The Poet is active again. The brilliant but deranged serial killer who somehow escaped in Michael Connelly's award-winning book THE POET has left the FBI the location of his killing field. He also leaves a note inviting Rachel Walling, his FBI combatant in the earlier book, to come and catch him. Since The Poet disappeared Rachel has been posted to the Dakotas as a form of FBI punishment for her failures, but she answers the call and heads straight for the Nevada desert where ten bodies are being exhumed. Joining her, in a round about sort of way is Harry Bosch, who happens to stumble into the investigation, but naturally, runs rings around the FBI.

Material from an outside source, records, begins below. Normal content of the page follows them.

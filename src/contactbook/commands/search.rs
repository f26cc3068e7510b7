use crate::book::AddressBook;
use crate::commands::CmdResult;
use crate::error::Result;
use crate::model::Record;

pub fn by_phone(book: &AddressBook, phone: &str) -> Result<CmdResult> {
    let found = book.find_by_phone(phone).into_iter().cloned().collect();
    Ok(CmdResult::default().with_listed_records(found))
}

pub fn by_name(book: &AddressBook, fragment: &str) -> Result<CmdResult> {
    let found: Vec<Record> = book
        .find_by_name_part(fragment)
        .into_iter()
        .cloned()
        .collect();
    Ok(CmdResult::default().with_listed_records(found))
}
use crate::model::Record;

pub mod add;
pub mod help;
pub mod phone;
pub mod phones;
pub mod remove;
pub mod search;
pub mod show;

#[derive(Debug, Clone, Copy, PartialEq, Eq)]
pub enum MessageLevel {
    Info,
    Success,
    Warning,
    Error,
}

#[derive(Debug, Clone)]
pub struct CmdMessage {
    pub level: MessageLevel,
    pub content: String,
}

impl CmdMessage {
    pub fn info(content: impl Into<String>) -> Self {
        Self {
            level: MessageLevel::Info,
            content: content.into(),
        }
    }

    pub fn success(content: impl Into<String>) -> Self {
        Self {
            level: MessageLevel::Success,
            content: content.into(),
        }
    }

    pub fn warning(content: impl Into<String>) -> Self {
        Self {
            level: MessageLevel::Warning,
            content: content.into(),
        }
    }
}

/// What a command hands back to the UI: records to list and messages to show.
///
/// `listed_records` carries search hits; plain listings arrive as info messages.
#[derive(Debug, Default)]
pub struct CmdResult {
    pub listed_records: Vec<Record>,
    pub messages: Vec<CmdMessage>,
}

impl CmdResult {
    pub fn with_message(mut self, message: CmdMessage) -> Self {
        self.messages.push(message);
        self
    }

    pub fn with_listed_records(mut self, records: Vec<Record>) -> Self {
        self.listed_records = records;
        self
    }
}
//! # Contactbook Architecture
//!
//! Contactbook is an address book library with a small interactive shell on top.
//! The library keeps contacts, each a name with zero or more ten-digit phone
//! numbers, and persists them to a plain text file between sessions.
//!
//! ## Layers
//!
//! ```text
//! ┌─────────────────────────────────────────────────────────────┐
//! │  CLI (cli/, wired by main.rs)                               │
//! │  - Reads lines from stdin, prints results and errors        │
//! │  - The ONLY place that knows about stdout/stderr/exit codes │
//! └─────────────────────────────────────────────────────────────┘
//!                              │
//!                              ▼
//! ┌─────────────────────────────────────────────────────────────┐
//! │  Session (session.rs)                                       │
//! │  - Tokenizes a line, checks argument counts                 │
//! │  - Dispatch table: keyword → handler                        │
//! └─────────────────────────────────────────────────────────────┘
//!                              │
//!                              ▼
//! ┌─────────────────────────────────────────────────────────────┐
//! │  API (api.rs) + Commands (commands/*.rs)                    │
//! │  - One pure function per command, returns CmdResult         │
//! └─────────────────────────────────────────────────────────────┘
//!                              │
//!                              ▼
//! ┌─────────────────────────────────────────────────────────────┐
//! │  Core: model.rs (Name, PhoneNumber, Record), book.rs        │
//! │  Storage: store/ (BookStore, FileStore, InMemoryStore)      │
//! └─────────────────────────────────────────────────────────────┘
//! ```
//!
//! ## No I/O in the core
//!
//! `model` and `book` never print or log. Every operation returns
//! `Result<T, ContactsError>` and leaves its target unchanged on failure.
//!
//! ## Module Overview
//!
//! - [`model`]: `Name`, `PhoneNumber` and `Record`
//! - [`book`]: `AddressBook`, the ordered, name-unique collection
//! - [`store`]: persistence trait, flat-file codec and stores
//! - [`commands`]: business logic for each shell command
//! - [`api`]: the facade a UI talks to
//! - [`session`]: line parsing and command dispatch
//! - [`config`]: configuration file
//! - [`error`]: error types

pub mod api;
pub mod book;
pub mod commands;
pub mod config;
pub mod error;
pub mod model;
pub mod session;
pub mod store;
use std::process::Command;

fn main() {
    // Re-run if git HEAD changes
    println!("cargo:rerun-if-changed=.git/HEAD");

    // Short commit hash for `--version`, "unknown" outside a git checkout
    let hash = Command::new("git")
        .args(["rev-parse", "--short", "HEAD"])
        .output()
        .ok()
        .filter(|o| o.status.success())
        .and_then(|o| String::from_utf8(o.stdout).ok())
        .map(|s| s.trim().to_string())
        .filter(|s| !s.is_empty())
        .unwrap_or_else(|| "unknown".to_string());

    println!("cargo:rustc-env=GIT_HASH={}", hash);
}
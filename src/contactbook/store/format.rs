//! The flat-file line codec.
//!
//! ```text
//! Alice;0123456789; 9999999999
//! Bob;
//! ```
//!
//! One record per line. The name is everything before the first `;`, taken
//! verbatim. Every following `;`-separated field is a phone number, trimmed of
//! surrounding whitespace. A record without phones is written with a bare
//! trailing `;`, and empty phone fields are ignored when reading so that form
//! reads back as a record with no phones. Names can never contain `;` or a
//! line break, so every record written here reads back unchanged.

use crate::error::Result;
use crate::model::Record;

pub const FIELD_SEPARATOR: char = ';';
pub const PHONE_SEPARATOR: &str = "; ";

/// Parses one line into a record. Blank lines yield `None`.
pub fn parse_line(line: &str) -> Result<Option<Record>> {
    if line.trim().is_empty() {
        return Ok(None);
    }

    let mut fields = line.split(FIELD_SEPARATOR);
    let name = fields.next().unwrap_or_default();
    let mut record = Record::new(name)?;

    for field in fields.map(str::trim).filter(|f| !f.is_empty()) {
        record.add_phone(field)?;
    }

    Ok(Some(record))
}

/// Formats a record as a single line, including the trailing newline.
pub fn format_record(record: &Record) -> String {
    format!(
        "{}{}{}\n",
        record.name(),
        FIELD_SEPARATOR,
        record.joined_phones()
    )
}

Their partnership is an uneasy one. Bosch suspects that Rachel has been ordered by her superior to keep an eye on him and this is how she has decided to do it, Rachel knows that Bosch isn't telling her everything he knows about the case. And they're both pretty certain that The Poet is luring them into a trap that he will spring at a time of his choosing. It's a chase that will take them from Las Vegas all the way back to Harry's home turf in Los Angeles.
Michael Connelly has written a celebration of past books by joining together characters from his different series and stand-alones. This isn't the first time he has done this, having already brought together Harry Bosch and Terry McCaleb in A DARKNESS MORE THAN NIGHT.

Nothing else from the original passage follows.